Mr Murdoch had been kept in the dark and deprived of vital evidence showing phone hacking went far wider than the Goodman/Mulcaire issue, Thurlbeck said in a statement to Reuters.

Thurlbeck said he had sent a memo to the then editor Colin Myler and legal manager Tom Crone which also implicated another senior executive at the paper.

Myler and Crone failed to disclose this critical evidence to Mr Murdoch, Thurlbeck said in the statement. He said he had also recorded another reporter and another executive discussing the case and asked to speak to the News International Chief Executive Rebekah Brooks, but had been rejected on all counts.

The contents of the taped call had exonerated me and identified the executive responsible. I offered this to Tom Crone but he refused to take the tape.

Mr Murdoch has been kept in the dark by those who he trusted most, Thurlbeck said.
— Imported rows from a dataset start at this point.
//! JSON output formatter.
//!
//! Formats lint diagnostics as machine-readable JSON for tooling integration.

use super::LintFormatter;
use crate::lint::{LintDiagnostic, Severity};
use serde::Serialize;
use std::io::Write;

/// Formats lint output as JSON.
#[derive(Default)]
pub struct JsonFormatter;

#[derive(Serialize)]
struct JsonOutput<'a> {
    diagnostics: Vec<JsonDiagnostic<'a>>,
    summary: JsonSummary,
}

#[derive(Serialize)]
struct JsonDiagnostic<'a> {
    rule_id: &'a str,
    severity: &'static str,
    message: &'a str,
    #[serde(skip_serializing_if = "Option::is_none")]
    step: Option<&'a str>,
    #[serde(skip_serializing_if = "Option::is_none")]
    file: Option<String>,
    #[serde(skip_serializing_if = "Option::is_none")]
    suggestion: Option<&'a str>,
}

#[derive(Serialize)]
struct JsonSummary {
    total: usize,
    errors: usize,
    warnings: usize,
    hints: usize,
}

impl JsonFormatter {
    /// Create a new JSON formatter.
    pub fn new() -> Self {
        Self
    }
}

impl LintFormatter for JsonFormatter {
    fn format<W: Write>(
        &self,
        diagnostics: &[LintDiagnostic],
        writer: &mut W,
    ) -> std::io::Result<()> {
        let count = |severity: Severity| {
            diagnostics
                .iter()
                .filter(|d| d.severity == severity)
                .count()
        };

        let output = JsonOutput {
            diagnostics: diagnostics
                .iter()
                .map(|d| JsonDiagnostic {
                    rule_id: &d.rule_id.0,
                    severity: d.severity.as_str(),
                    message: &d.message,
                    step: d.step.as_deref(),
                    file: d.file.as_ref().map(|f| f.display().to_string()),
                    suggestion: d.suggestion.as_deref(),
                })
                .collect(),
            summary: JsonSummary {
                total: diagnostics.len(),
                errors: count(Severity::Error),
                warnings: count(Severity::Warning),
                hints: count(Severity::Hint),
            },
        };

        serde_json::to_writer_pretty(&mut *writer, &output).map_err(std::io::Error::other)?;
        writeln!(writer)
    }
}
//! Command dispatching.
//!
//! This module provides the core command infrastructure:
//! - [`Command`] trait for implementing commands
//! - [`CommandResult`] for uniform result reporting
//! - [`CommandDispatcher`] for routing CLI subcommands

use std::path::{Path, PathBuf};

use crate::cli::args::{Cli, Commands};
use crate::error::Result;
use crate::ui::UserInterface;

use super::completions::CompletionsCommand;
use super::lint::LintCommand;
use super::list::ListCommand;
use super::plan::PlanCommand;
use super::run::RunCommand;
use super::schema::SchemaCommand;

/// Trait for command implementations.
///
/// Each CLI subcommand implements this trait to provide its execution logic.
pub trait Command {
    /// Execute the command.
    ///
    /// # Arguments
    ///
    /// * `ui` - User interface for displaying results and status
    ///
    /// # Returns
    ///
    /// A [`CommandResult`] indicating success/failure and exit code.
    fn execute(&self, ui: &mut dyn UserInterface) -> Result<CommandResult>;
}

/// Result of command execution.
#[derive(Debug)]
pub struct CommandResult {
    /// Whether the command succeeded.
    pub success: bool,

    /// Exit code to use (0 for success, non-zero for failure).
    pub exit_code: i32,
}

impl CommandResult {
    /// Create a successful result.
    pub fn success() -> Self {
        Self {
            success: true,
            exit_code: 0,
        }
    }

    /// Create a failure result.
    pub fn failure(exit_code: i32) -> Self {
        Self {
            success: false,
            exit_code,
        }
    }
}

/// Dispatches CLI commands to their implementations.
pub struct CommandDispatcher {
    project_root: PathBuf,
    dag: Option<PathBuf>,
}

impl CommandDispatcher {
    /// Create a new dispatcher for the given project root.
    ///
    /// `dag` overrides the root DAG file from the project configuration.
    pub fn new(project_root: PathBuf, dag: Option<PathBuf>) -> Self {
        Self { project_root, dag }
    }

    /// Get the project root path.
    pub fn project_root(&self) -> &Path {
        &self.project_root
    }

    /// Dispatch and execute a command.
    pub fn dispatch(&self, cli: &Cli, ui: &mut dyn UserInterface) -> Result<CommandResult> {
        let root = self.project_root.as_path();
        let dag = self.dag.as_deref();

        match &cli.command {
            Commands::Plan(args) => PlanCommand::new(root, dag, args.clone()).execute(ui),
            Commands::Run(args) => RunCommand::new(root, dag, args.clone()).execute(ui),
            Commands::List(args) => ListCommand::new(root, dag, args.clone()).execute(ui),
            Commands::Lint(args) => LintCommand::new(root, dag, args.clone()).execute(ui),
            Commands::Schema => SchemaCommand::new().execute(ui),
            Commands::Completions(args) => CompletionsCommand::new(args.clone()).execute(ui),
        }
    }
}
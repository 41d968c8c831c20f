//! Lint diagnostic messages.

use std::path::PathBuf;

use super::rule::{RuleId, Severity};

/// A diagnostic message produced by a lint rule.
#[derive(Debug, Clone, PartialEq, Eq)]
pub struct LintDiagnostic {
    /// The rule that produced this diagnostic.
    pub rule_id: RuleId,
    /// Severity of this diagnostic.
    pub severity: Severity,
    /// Human-readable message.
    pub message: String,
    /// Step the diagnostic is about.
    pub step: Option<String>,
    /// DAG file declaring that step.
    pub file: Option<PathBuf>,
    /// Optional suggestion for fixing the issue.
    pub suggestion: Option<String>,
}

impl LintDiagnostic {
    /// Create a new diagnostic.
    pub fn new(rule_id: RuleId, severity: Severity, message: impl Into<String>) -> Self {
        Self {
            rule_id,
            severity,
            message: message.into(),
            step: None,
            file: None,
            suggestion: None,
        }
    }

    /// Attach the step the diagnostic is about.
    pub fn with_step(mut self, step: impl Into<String>) -> Self {
        self.step = Some(step.into());
        self
    }

    /// Attach the declaring DAG file.
    pub fn with_file(mut self, file: Option<PathBuf>) -> Self {
        self.file = file;
        self
    }

    /// Add a fix suggestion.
    pub fn with_suggestion(mut self, suggestion: impl Into<String>) -> Self {
        self.suggestion = Some(suggestion.into());
        self
    }
}

#[cfg(test)]
mod tests {
    use super::*;

    #[test]
    fn diagnostic_creation() {
        let diag = LintDiagnostic::new(RuleId::new("test-rule"), Severity::Error, "Test message");

        assert_eq!(diag.rule_id, RuleId::new("test-rule"));
        assert_eq!(diag.severity, Severity::Error);
        assert_eq!(diag.message, "Test message");
        assert!(diag.suggestion.is_none());
        assert!(diag.step.is_none());
        assert!(diag.file.is_none());
    }

    #[test]
    fn diagnostic_builder_pattern() {
        let diag = LintDiagnostic::new(RuleId::new("test"), Severity::Error, "Test message")
            .with_step("garden://wb/latest/pip")
            .with_file(Some(PathBuf::from("dag/main.yml")))
            .with_suggestion("Fix it like this");

        assert_eq!(diag.step.as_deref(), Some("garden://wb/latest/pip"));
        assert_eq!(diag.file, Some(PathBuf::from("dag/main.yml")));
        assert_eq!(diag.suggestion.as_deref(), Some("Fix it like this"));
    }
}
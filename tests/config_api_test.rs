//! Integration tests for DAG loading and completion state.

use std::fs;
use std::path::Path;

use stepgraph::config::{load_dag, load_project_config, resolve_state_path, OutputMode};
use stepgraph::runner::{plan, DryRunExecutor, PlanRequest, PlanRunner, UnknownDependencyMode};
use stepgraph::state::{satisfied_steps, CompletionStore};
use stepgraph::StepGraphError;
use tempfile::TempDir;

fn write(root: &Path, path: &str, content: &str) {
    let full = root.join(path);
    fs::create_dir_all(full.parent().unwrap()).unwrap();
    fs::write(full, content).unwrap();
}

fn setup_project() -> TempDir {
    let temp = TempDir::new().unwrap();
    write(
        temp.path(),
        "dag/main.yml",
        r#"
steps:
  garden://wb/2024-10-07/pip:
    - meadow://wb/2024-10-07/pip
    - garden://ember/2023-12-12/electricity
include:
  - dag/wb.yml
  - dag/energy.yml
"#,
    );
    write(
        temp.path(),
        "dag/wb.yml",
        "steps:\n  meadow://wb/2024-10-07/pip:\n    - snapshot://wb/2024-10-07/pip.csv\n",
    );
    write(
        temp.path(),
        "dag/energy.yml",
        "steps:\n  garden://ember/2023-12-12/electricity:\n",
    );
    temp
}

#[test]
fn includes_are_merged_into_one_graph() {
    let temp = setup_project();
    let dag = load_dag(&temp.path().join("dag/main.yml"), temp.path()).unwrap();

    assert_eq!(dag.steps.len(), 3);
    assert_eq!(dag.files.len(), 3);
    assert!(dag.sources["garden://ember/2023-12-12/electricity"].ends_with("energy.yml"));

    let graph = dag.to_graph(UnknownDependencyMode::Strict).unwrap();
    let plan = plan(&graph, &PlanRequest::new(["garden://wb/2024-10-07/pip"])).unwrap();
    assert_eq!(
        plan.steps,
        vec![
            "garden://ember/2023-12-12/electricity",
            "snapshot://wb/2024-10-07/pip.csv",
            "meadow://wb/2024-10-07/pip",
            "garden://wb/2024-10-07/pip",
        ]
    );
}

#[test]
fn duplicate_step_across_files_is_rejected() {
    let temp = setup_project();
    write(
        temp.path(),
        "dag/energy.yml",
        "steps:\n  garden://ember/2023-12-12/electricity:\n  meadow://wb/2024-10-07/pip:\n",
    );

    let err = load_dag(&temp.path().join("dag/main.yml"), temp.path()).unwrap_err();
    assert!(matches!(err, StepGraphError::DuplicateStep { .. }));
}

#[test]
fn project_config_is_optional() {
    let temp = TempDir::new().unwrap();
    let config = load_project_config(temp.path()).unwrap();
    assert_eq!(config.settings.default_output, OutputMode::Verbose);
    assert_eq!(
        resolve_state_path(temp.path(), &config),
        temp.path().join(".stepgraph/state.yml")
    );
}

#[test]
fn completion_state_drives_incremental_plans() {
    let temp = setup_project();
    let dag = load_dag(&temp.path().join("dag/main.yml"), temp.path()).unwrap();
    let graph = dag.to_graph(UnknownDependencyMode::Strict).unwrap();
    let state_path = temp.path().join(".stepgraph/state.yml");
    let target = "garden://wb/2024-10-07/pip";

    let mut store = CompletionStore::load(&state_path).unwrap();
    let first = plan(
        &graph,
        &PlanRequest::new([target]).with_satisfied(satisfied_steps(&graph, &store.view(&graph))),
    )
    .unwrap();
    assert_eq!(first.len(), 3);

    PlanRunner::new(&graph)
        .with_store(&mut store)
        .run(&first, &mut DryRunExecutor::new(), |_| {})
        .unwrap();
    store.save(&state_path).unwrap();

    let store = CompletionStore::load(&state_path).unwrap();
    let second = plan(
        &graph,
        &PlanRequest::new([target]).with_satisfied(satisfied_steps(&graph, &store.view(&graph))),
    )
    .unwrap();
    assert!(second.is_empty());
}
Based upon my first hand experience of the chronic lack of full disclosure over the past two and a half years, (Murdoch's) account to the CMS (Culture Media and Sport) committee seems entirely credible to me.

Murdoch, the 38-year-old son of media mogul Rupert and widely viewed as his heir apparent, told a parliamentary hearing last week that he was innocent of covering up phone-hacking at the tabloid. He blamed Crone and Myler.

Thurlbeck has also protested his innocence over the Gordon Taylor case and said he had little involvement in the story. He is currently engaged in an unfair dismissal case with the paper and has been arrested by the police.

He released his statement after the most recent appearance by James Murdoch before the powerful parliamentary committee.

During the hearing, Labor MP Tom Watson, the most aggressive member of the committee, told Murdoch he had met Thurlbeck. He quoted him as saying that Crone, a lawyer, had indicated he had explained the e-mail's relevance to Murdoch.

Thurlbeck said he had released the statement to Reuters because Watson had only given a partial version of their conversations, and had not included Thurlbeck's assertion that James Murdoch had not been given all the details.

Watson told Reuters that Thurlbeck had told him that he raised his concerns with senior managers in July 2009 but said he could not comment any further so as not to prejudice the conduct of a police inquiry.

I am sorry that I cannot say more at this time, Watson said. I have made the information he shared with me available to the police.